What to produce »
In the entries below, find each line where the word "bool" appears and give only the total count of such lines.

Records for the task »

▼

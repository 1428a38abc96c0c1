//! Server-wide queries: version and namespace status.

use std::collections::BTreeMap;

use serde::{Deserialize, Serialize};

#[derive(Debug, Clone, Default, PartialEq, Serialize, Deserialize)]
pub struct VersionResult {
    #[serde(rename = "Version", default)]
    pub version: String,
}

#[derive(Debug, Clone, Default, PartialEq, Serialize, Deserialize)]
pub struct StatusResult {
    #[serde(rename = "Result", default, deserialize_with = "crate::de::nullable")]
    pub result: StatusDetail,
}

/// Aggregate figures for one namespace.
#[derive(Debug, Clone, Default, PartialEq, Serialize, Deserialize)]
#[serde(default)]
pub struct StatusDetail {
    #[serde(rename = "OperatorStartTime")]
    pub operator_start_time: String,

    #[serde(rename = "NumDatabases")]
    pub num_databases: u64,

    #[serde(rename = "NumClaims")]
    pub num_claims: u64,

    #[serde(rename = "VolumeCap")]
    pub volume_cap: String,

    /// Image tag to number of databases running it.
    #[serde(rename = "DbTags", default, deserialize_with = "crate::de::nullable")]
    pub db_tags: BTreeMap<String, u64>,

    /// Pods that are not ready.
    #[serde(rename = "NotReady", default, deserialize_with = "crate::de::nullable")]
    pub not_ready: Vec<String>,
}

▲
▼

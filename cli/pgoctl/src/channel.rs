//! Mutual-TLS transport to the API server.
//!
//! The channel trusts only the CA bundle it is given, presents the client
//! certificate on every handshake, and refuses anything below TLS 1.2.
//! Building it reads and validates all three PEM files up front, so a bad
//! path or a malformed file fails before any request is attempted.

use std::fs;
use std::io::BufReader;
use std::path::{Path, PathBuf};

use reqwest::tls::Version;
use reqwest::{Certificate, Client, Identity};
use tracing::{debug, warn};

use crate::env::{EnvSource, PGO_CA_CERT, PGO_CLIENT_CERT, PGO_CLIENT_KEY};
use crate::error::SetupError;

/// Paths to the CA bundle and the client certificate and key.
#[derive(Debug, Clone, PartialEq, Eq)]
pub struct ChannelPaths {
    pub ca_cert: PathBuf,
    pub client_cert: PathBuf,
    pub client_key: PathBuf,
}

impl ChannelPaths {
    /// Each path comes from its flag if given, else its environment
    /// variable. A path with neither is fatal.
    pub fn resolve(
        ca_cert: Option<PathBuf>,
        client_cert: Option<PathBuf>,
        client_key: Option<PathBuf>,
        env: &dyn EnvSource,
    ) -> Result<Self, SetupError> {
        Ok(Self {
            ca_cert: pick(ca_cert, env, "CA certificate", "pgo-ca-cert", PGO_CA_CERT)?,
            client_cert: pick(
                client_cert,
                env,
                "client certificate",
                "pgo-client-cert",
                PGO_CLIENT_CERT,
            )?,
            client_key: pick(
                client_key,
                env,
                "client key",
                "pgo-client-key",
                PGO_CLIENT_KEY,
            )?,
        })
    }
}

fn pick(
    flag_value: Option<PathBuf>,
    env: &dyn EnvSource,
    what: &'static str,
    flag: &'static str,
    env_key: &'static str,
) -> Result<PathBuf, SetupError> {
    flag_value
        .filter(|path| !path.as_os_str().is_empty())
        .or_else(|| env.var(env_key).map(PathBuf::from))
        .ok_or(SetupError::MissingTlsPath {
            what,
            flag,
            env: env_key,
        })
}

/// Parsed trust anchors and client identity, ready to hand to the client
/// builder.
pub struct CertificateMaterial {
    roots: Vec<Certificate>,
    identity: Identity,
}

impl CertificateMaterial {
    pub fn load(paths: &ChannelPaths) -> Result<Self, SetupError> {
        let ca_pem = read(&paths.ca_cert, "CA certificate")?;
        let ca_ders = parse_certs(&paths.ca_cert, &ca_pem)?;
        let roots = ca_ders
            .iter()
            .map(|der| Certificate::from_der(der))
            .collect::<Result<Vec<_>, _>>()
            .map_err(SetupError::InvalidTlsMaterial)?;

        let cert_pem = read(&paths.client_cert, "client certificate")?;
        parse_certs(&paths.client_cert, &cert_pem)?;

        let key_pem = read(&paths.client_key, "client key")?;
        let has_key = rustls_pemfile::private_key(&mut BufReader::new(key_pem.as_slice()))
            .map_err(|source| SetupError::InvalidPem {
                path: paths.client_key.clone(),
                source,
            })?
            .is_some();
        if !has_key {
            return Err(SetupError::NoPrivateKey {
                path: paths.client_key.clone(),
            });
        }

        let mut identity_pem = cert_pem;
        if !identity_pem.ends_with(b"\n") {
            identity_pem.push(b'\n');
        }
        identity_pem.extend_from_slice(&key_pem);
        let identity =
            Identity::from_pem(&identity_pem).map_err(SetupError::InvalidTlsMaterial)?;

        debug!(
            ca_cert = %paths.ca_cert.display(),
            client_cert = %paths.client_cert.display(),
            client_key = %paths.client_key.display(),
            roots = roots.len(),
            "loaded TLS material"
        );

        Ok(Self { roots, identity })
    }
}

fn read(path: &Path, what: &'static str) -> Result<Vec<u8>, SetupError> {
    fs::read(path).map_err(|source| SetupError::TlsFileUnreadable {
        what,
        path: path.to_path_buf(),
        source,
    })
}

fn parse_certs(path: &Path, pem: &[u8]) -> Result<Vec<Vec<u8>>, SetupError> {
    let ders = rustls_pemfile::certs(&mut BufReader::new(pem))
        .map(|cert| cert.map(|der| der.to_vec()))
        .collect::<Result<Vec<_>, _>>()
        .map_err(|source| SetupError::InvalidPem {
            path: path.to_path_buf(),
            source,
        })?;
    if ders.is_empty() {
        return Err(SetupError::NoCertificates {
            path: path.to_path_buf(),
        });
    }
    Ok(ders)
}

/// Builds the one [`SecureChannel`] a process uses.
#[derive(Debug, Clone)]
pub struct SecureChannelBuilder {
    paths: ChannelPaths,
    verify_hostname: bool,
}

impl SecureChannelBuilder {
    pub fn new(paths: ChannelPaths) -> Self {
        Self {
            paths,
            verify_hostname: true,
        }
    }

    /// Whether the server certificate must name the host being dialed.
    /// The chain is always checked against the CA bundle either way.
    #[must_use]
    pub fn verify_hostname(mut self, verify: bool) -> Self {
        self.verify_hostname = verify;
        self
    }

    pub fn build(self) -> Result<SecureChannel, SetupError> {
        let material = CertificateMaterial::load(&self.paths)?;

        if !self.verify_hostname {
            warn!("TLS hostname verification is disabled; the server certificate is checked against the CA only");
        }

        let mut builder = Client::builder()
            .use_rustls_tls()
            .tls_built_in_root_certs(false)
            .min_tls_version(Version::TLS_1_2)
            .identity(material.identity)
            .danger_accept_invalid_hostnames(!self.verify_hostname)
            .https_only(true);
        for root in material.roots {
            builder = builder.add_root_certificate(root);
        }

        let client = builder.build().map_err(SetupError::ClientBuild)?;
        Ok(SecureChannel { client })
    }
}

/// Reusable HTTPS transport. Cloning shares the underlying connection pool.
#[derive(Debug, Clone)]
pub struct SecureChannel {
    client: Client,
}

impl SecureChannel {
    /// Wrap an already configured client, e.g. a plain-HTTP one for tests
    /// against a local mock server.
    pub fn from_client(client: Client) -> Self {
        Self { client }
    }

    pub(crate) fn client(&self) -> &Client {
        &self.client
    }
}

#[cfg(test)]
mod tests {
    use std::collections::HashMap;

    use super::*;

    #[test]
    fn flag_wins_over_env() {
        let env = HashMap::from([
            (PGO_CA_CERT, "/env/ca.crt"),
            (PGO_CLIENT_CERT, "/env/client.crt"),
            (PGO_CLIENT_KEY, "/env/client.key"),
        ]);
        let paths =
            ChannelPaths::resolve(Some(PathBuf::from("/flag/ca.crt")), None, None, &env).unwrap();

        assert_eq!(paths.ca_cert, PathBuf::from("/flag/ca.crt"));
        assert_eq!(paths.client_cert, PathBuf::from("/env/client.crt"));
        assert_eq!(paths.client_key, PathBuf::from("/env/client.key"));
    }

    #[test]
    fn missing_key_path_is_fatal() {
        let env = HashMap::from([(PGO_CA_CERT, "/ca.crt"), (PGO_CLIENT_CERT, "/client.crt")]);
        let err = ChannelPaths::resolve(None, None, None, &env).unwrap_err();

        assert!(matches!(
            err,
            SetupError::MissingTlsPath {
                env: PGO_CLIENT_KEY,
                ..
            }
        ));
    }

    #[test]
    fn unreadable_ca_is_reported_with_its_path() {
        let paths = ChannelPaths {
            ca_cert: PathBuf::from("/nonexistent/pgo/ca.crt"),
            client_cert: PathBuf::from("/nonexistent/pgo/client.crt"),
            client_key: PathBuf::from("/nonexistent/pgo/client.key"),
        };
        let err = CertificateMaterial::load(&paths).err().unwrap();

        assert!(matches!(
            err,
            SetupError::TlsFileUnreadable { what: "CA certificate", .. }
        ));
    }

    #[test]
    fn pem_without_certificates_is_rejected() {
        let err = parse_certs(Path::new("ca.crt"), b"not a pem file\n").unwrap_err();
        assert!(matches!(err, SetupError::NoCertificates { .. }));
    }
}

▲
▼

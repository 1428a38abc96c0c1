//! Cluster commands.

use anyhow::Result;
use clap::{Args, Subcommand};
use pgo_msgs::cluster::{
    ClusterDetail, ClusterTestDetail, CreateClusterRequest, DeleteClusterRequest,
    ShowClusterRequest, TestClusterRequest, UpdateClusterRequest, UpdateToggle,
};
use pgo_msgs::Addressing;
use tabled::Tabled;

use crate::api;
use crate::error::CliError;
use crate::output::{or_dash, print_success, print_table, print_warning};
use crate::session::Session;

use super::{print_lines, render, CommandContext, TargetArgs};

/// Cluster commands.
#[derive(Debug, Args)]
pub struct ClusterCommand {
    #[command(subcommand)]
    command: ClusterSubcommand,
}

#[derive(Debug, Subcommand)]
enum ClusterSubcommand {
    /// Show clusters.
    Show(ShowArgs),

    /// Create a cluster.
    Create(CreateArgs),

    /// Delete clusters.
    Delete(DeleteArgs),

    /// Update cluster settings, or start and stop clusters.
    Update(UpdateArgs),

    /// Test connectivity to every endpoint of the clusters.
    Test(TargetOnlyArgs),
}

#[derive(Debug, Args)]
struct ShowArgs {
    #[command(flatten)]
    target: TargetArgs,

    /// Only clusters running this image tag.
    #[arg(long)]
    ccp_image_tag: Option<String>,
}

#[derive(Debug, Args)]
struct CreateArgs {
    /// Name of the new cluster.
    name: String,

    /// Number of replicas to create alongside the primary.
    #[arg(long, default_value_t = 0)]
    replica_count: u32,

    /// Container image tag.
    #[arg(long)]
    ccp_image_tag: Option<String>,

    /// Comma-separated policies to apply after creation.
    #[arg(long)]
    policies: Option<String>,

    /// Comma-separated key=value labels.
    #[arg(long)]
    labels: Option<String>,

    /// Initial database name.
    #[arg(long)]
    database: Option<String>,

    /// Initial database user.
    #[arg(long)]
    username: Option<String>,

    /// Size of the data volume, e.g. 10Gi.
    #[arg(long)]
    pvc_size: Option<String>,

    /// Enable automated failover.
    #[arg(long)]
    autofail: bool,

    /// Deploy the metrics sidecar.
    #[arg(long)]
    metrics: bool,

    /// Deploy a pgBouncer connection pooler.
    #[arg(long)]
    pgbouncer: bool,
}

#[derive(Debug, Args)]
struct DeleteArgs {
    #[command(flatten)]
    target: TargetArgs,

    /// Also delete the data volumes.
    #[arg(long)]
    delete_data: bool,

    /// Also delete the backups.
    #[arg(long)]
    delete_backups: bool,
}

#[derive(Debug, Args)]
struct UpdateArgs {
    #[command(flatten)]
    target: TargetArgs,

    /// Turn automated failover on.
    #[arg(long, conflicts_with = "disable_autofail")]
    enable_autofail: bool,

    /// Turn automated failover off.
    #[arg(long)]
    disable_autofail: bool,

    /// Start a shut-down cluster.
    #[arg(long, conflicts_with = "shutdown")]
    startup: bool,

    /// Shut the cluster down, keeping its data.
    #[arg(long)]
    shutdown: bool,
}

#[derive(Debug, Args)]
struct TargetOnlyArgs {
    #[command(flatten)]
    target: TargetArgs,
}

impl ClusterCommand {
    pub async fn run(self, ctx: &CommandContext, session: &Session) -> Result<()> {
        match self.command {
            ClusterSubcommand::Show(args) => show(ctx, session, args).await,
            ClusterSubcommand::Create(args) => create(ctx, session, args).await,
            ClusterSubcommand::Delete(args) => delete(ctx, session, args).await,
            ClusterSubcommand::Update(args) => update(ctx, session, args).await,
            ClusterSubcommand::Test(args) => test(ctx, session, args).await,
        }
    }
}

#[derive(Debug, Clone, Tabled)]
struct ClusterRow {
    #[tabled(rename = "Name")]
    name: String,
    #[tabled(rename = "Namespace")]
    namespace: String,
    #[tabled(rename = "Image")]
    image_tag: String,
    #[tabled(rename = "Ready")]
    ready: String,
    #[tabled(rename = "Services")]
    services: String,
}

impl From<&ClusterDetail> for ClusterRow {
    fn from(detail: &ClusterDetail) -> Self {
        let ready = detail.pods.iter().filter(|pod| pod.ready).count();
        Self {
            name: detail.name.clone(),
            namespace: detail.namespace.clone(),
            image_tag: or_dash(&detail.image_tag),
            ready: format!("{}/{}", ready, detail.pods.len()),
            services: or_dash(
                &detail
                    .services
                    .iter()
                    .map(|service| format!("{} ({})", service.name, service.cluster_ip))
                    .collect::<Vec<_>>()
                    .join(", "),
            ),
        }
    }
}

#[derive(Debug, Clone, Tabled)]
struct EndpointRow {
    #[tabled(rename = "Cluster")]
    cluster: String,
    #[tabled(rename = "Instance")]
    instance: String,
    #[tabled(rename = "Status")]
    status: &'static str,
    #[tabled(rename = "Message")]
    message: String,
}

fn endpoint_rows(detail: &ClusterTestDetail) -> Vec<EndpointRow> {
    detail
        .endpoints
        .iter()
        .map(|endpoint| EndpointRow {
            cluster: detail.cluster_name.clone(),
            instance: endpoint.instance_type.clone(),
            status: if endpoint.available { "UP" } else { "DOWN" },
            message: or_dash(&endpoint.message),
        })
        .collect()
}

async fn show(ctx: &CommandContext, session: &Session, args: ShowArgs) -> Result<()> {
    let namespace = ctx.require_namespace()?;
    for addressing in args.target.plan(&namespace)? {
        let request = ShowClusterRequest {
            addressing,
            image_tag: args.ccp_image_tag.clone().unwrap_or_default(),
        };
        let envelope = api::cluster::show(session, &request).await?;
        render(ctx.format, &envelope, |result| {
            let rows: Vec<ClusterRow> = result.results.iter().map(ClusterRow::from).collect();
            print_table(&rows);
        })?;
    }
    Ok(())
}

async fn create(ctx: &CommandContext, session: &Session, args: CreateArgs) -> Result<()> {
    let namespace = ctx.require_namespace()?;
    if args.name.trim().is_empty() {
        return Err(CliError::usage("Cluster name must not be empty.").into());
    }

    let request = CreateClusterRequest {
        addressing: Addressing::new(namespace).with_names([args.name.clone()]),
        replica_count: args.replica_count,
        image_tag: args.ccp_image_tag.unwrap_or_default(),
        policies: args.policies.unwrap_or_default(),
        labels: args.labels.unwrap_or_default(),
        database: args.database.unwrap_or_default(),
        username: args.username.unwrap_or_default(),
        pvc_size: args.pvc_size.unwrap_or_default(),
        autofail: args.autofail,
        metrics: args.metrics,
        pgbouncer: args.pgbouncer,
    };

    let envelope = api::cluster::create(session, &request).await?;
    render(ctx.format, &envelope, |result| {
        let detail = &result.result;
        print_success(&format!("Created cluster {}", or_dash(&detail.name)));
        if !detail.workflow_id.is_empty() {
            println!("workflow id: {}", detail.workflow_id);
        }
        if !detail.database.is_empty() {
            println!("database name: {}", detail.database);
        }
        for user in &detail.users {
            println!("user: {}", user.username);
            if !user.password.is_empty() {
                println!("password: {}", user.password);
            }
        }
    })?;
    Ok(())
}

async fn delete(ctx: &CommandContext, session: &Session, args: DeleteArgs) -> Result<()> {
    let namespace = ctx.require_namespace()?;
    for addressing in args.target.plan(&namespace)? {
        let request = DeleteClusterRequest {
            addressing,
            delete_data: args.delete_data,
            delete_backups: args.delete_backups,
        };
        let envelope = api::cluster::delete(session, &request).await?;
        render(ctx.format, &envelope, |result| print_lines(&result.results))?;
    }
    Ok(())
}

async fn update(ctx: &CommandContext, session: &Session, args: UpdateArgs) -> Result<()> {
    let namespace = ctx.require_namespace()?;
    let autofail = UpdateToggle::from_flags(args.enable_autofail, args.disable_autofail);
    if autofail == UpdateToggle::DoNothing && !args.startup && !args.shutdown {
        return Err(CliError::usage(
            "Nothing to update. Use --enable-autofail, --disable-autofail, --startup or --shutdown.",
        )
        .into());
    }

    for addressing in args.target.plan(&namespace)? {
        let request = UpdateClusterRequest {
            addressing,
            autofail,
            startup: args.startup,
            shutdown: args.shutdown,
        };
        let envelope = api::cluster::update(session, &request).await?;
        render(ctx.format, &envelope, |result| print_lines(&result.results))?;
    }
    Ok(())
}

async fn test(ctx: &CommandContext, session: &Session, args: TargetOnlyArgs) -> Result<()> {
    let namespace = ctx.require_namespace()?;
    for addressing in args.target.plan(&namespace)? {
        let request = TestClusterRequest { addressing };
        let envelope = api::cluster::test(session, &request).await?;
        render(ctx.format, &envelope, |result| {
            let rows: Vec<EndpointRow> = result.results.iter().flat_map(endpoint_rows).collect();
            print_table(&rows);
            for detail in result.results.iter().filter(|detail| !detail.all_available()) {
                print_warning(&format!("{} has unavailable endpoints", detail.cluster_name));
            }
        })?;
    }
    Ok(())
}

▲

Result of the task »
11